Anywhere the string "records" shows up in the listing below, copy the line it is in.

╔══

//! Category-listing extraction
//!
//! Pulls the immediate product links (with their listing-snippet name and
//! approximate price), the category metadata, and the pagination bound off a
//! category page. Resolving the links into full product records is the
//! aggregator's job.

use std::sync::LazyLock;

use chrono::Utc;
use regex::Regex;
use scraper::{Html, Selector};
use url::Url;

use crate::crawler::CrawlerConfig;
use crate::crawler::records::{CategoryRecord, ProductSummary};
use crate::crawler::url_filter::{self, canonical_base};
use crate::extract::cascade::{self, SelectorCascade};

/// Pagination index anywhere in an href
static PAGE_NUM_RE: LazyLock<Regex> =
    LazyLock::new(|| Regex::new(r"/page/(\d+)").expect("valid pagination regex"));

/// Listing-snippet price, e.g. "3 999 zł"
static SNIPPET_PRICE_RE: LazyLock<Regex> =
    LazyLock::new(|| Regex::new(r"\d{3,}[\d\s.,]*zł").expect("valid price regex"));

/// The outcome of extracting one (non-paginated) category page
#[derive(Debug)]
pub struct CategoryExtraction {
    /// Category record with an empty product list
    pub record: CategoryRecord,

    /// Product links found on this page, unique by URL
    pub product_links: Vec<ProductSummary>,

    /// Highest pagination index referenced on the page (1 when unpaginated)
    pub max_page: u32,
}

/// Extract a category page into its record skeleton plus product links
pub fn extract_category(
    html: &str,
    url: &str,
    depth: u32,
    config: &CrawlerConfig,
) -> CategoryExtraction {
    let document = Html::parse_document(html);
    let base_url = canonical_base(url);

    let name = SelectorCascade::new(&[
        "h1.page-title, h1.woocommerce-products-header__title",
        ".category-title, .archive-title, .product-category-title",
        ".woocommerce-products-header h1",
        "h1",
    ])
    .first_text(&document)
    .unwrap_or_default();

    let description = SelectorCascade::new(&[
        ".woocommerce-products-header .term-description",
        ".category-description, .archive-description",
        ".taxonomy-description, .term-description",
    ])
    .first_text(&document)
    .unwrap_or_default();

    let product_links = match Url::parse(url) {
        Ok(page) => product_links(&document, &page, config),
        Err(_) => Vec::new(),
    };

    CategoryExtraction {
        record: CategoryRecord {
            url: base_url,
            scraped_at: Utc::now(),
            depth,
            name,
            description,
            category_type: category_type_from_url(url, config),
            products: Vec::new(),
            aggregated: false,
        },
        product_links,
        max_page: max_pagination_page(&document),
    }
}

/// Product links on a listing page with their snippet name and price
pub fn product_links(
    document: &Html,
    page_url: &Url,
    config: &CrawlerConfig,
) -> Vec<ProductSummary> {
    let marker_selector = format!(r#"a[href*="{}"]"#, config.product_path_marker);
    let selectors = [
        ".woocommerce-LoopProduct-link",
        marker_selector.as_str(),
        ".products .product a",
        ".product-list a, .product-grid a, .product-item a",
    ];
    let cascade = SelectorCascade::new(&selectors);

    let mut summaries: Vec<ProductSummary> = Vec::new();
    for link in cascade.select_all(document) {
        let Some(href) = link.value().attr("href") else {
            continue;
        };
        let Some(url) = url_filter::normalize(href, page_url) else {
            continue;
        };
        if !url.contains(config.product_path_marker.as_str()) {
            continue;
        }
        if summaries.iter().any(|summary| summary.url == url) {
            continue;
        }

        let name = link
            .value()
            .attr("title")
            .map(|title| title.trim().to_string())
            .and_then(cascade::non_empty)
            .or_else(|| cascade::non_empty(cascade::element_text(link)))
            .unwrap_or_default();
        if name.is_empty() {
            continue;
        }

        let price = cascade::container_text(&link)
            .and_then(|text| SNIPPET_PRICE_RE.find(&text).map(|m| m.as_str().to_string()))
            .map(|price| price.split_whitespace().collect::<Vec<_>>().join(" "))
            .unwrap_or_default();

        summaries.push(ProductSummary { name, price, url });
    }
    summaries
}

/// Highest `/page/N/` index linked from the page
///
/// Pagination bounds come only from links visible here; "load more"-style
/// pagination beyond static links stays undiscovered.
pub fn max_pagination_page(document: &Html) -> u32 {
    let Ok(anchor_sel) = Selector::parse("a[href]") else {
        return 1;
    };

    document
        .select(&anchor_sel)
        .filter_map(|link| link.value().attr("href"))
        .filter_map(|href| {
            PAGE_NUM_RE
                .captures(href)
                .and_then(|caps| caps.get(1))
                .and_then(|m| m.as_str().parse::<u32>().ok())
        })
        .max()
        .unwrap_or(1)
        .max(1)
}

/// Category type derived from the URL path
///
/// The segment after a category marker names the type (`/rowery/mtb/` →
/// "mtb"); a bare marker falls back to its own name, anything else to the
/// generic "other" bucket.
pub fn category_type_from_url(url: &str, config: &CrawlerConfig) -> String {
    let Ok(parsed) = Url::parse(url) else {
        return "other".to_string();
    };
    let path = parsed.path();

    for marker in &config.category_path_markers {
        if let Some(rest) = path.split(marker.as_str()).nth(1) {
            let segment = rest
                .split('/')
                .find(|segment| !segment.is_empty() && *segment != "page");
            return match segment {
                Some(segment) => segment.to_string(),
                None => marker.trim_matches('/').to_string(),
            };
        }
    }

    "other".to_string()
}

#[cfg(test)]
mod tests {
    use super::*;

    fn config() -> CrawlerConfig {
        CrawlerConfig::builder()
            .base_url("https://www.tabou.pl")
            .build()
    }

    const CATEGORY_PAGE: &str = r#"<html><body>
        <h1 class="page-title">Rowery MTB</h1>
        <div class="term-description">Rowery górskie na każdy teren.</div>
        <div class="products">
            <div class="product">
                <a class="woocommerce-LoopProduct-link" href="/produkt/trail-29/">Trail 29</a>
                <span class="price">3 999 zł</span>
            </div>
            <div class="product">
                <a class="woocommerce-LoopProduct-link" href="/produkt/rock-27/"
                   title="Rock 27">zdjęcie</a>
                <span class="price">2 499 zł</span>
            </div>
            <div class="product">
                <a class="woocommerce-LoopProduct-link" href="/produkt/trail-29/">Trail 29 duplikat</a>
            </div>
        </div>
        <nav class="woocommerce-pagination">
            <a href="/rowery/mtb/page/2/">2</a>
            <a href="/rowery/mtb/page/3/">3</a>
            <a href="/rowery/mtb/page/2/">→</a>
        </nav>
    </body></html>"#;

    #[test]
    fn test_category_metadata() {
        let extraction = extract_category(
            CATEGORY_PAGE,
            "https://www.tabou.pl/rowery/mtb",
            1,
            &config(),
        );
        assert_eq!(extraction.record.url, "https://www.tabou.pl/rowery/mtb/");
        assert_eq!(extraction.record.name, "Rowery MTB");
        assert_eq!(
            extraction.record.description,
            "Rowery górskie na każdy teren."
        );
        assert_eq!(extraction.record.category_type, "mtb");
        assert!(!extraction.record.aggregated);
    }

    #[test]
    fn test_product_links_unique_with_snippet_data() {
        let extraction = extract_category(
            CATEGORY_PAGE,
            "https://www.tabou.pl/rowery/mtb/",
            1,
            &config(),
        );

        assert_eq!(extraction.product_links.len(), 2);
        let trail = &extraction.product_links[0];
        assert_eq!(trail.url, "https://www.tabou.pl/produkt/trail-29/");
        assert_eq!(trail.name, "Trail 29");
        assert_eq!(trail.price, "3 999 zł");

        let rock = &extraction.product_links[1];
        assert_eq!(rock.name, "Rock 27");
        assert_eq!(rock.price, "2 499 zł");
    }

    #[test]
    fn test_max_page_from_pagination_links() {
        let extraction = extract_category(
            CATEGORY_PAGE,
            "https://www.tabou.pl/rowery/mtb/",
            1,
            &config(),
        );
        assert_eq!(extraction.max_page, 3);
    }

    #[test]
    fn test_unpaginated_category_has_max_page_one() {
        let extraction = extract_category(
            "<html><body><h1>Gravel</h1></body></html>",
            "https://www.tabou.pl/rowery/gravel/",
            1,
            &config(),
        );
        assert_eq!(extraction.max_page, 1);
        assert!(extraction.product_links.is_empty());
    }

    #[test]
    fn test_category_type_from_url() {
        let config = config();
        assert_eq!(
            category_type_from_url("https://www.tabou.pl/rowery/mtb/", &config),
            "mtb"
        );
        assert_eq!(
            category_type_from_url("https://www.tabou.pl/rowery/mtb/page/2/", &config),
            "mtb"
        );
        assert_eq!(
            category_type_from_url("https://www.tabou.pl/rowery/", &config),
            "rowery"
        );
        assert_eq!(
            category_type_from_url("https://www.tabou.pl/produkt/trail-29/", &config),
            "other"
        );
    }
}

╚══

▶ _Answer to the problem_
//! category page. Resolving the links into full product records is the
use crate::crawler::records::{CategoryRecord, ProductSummary};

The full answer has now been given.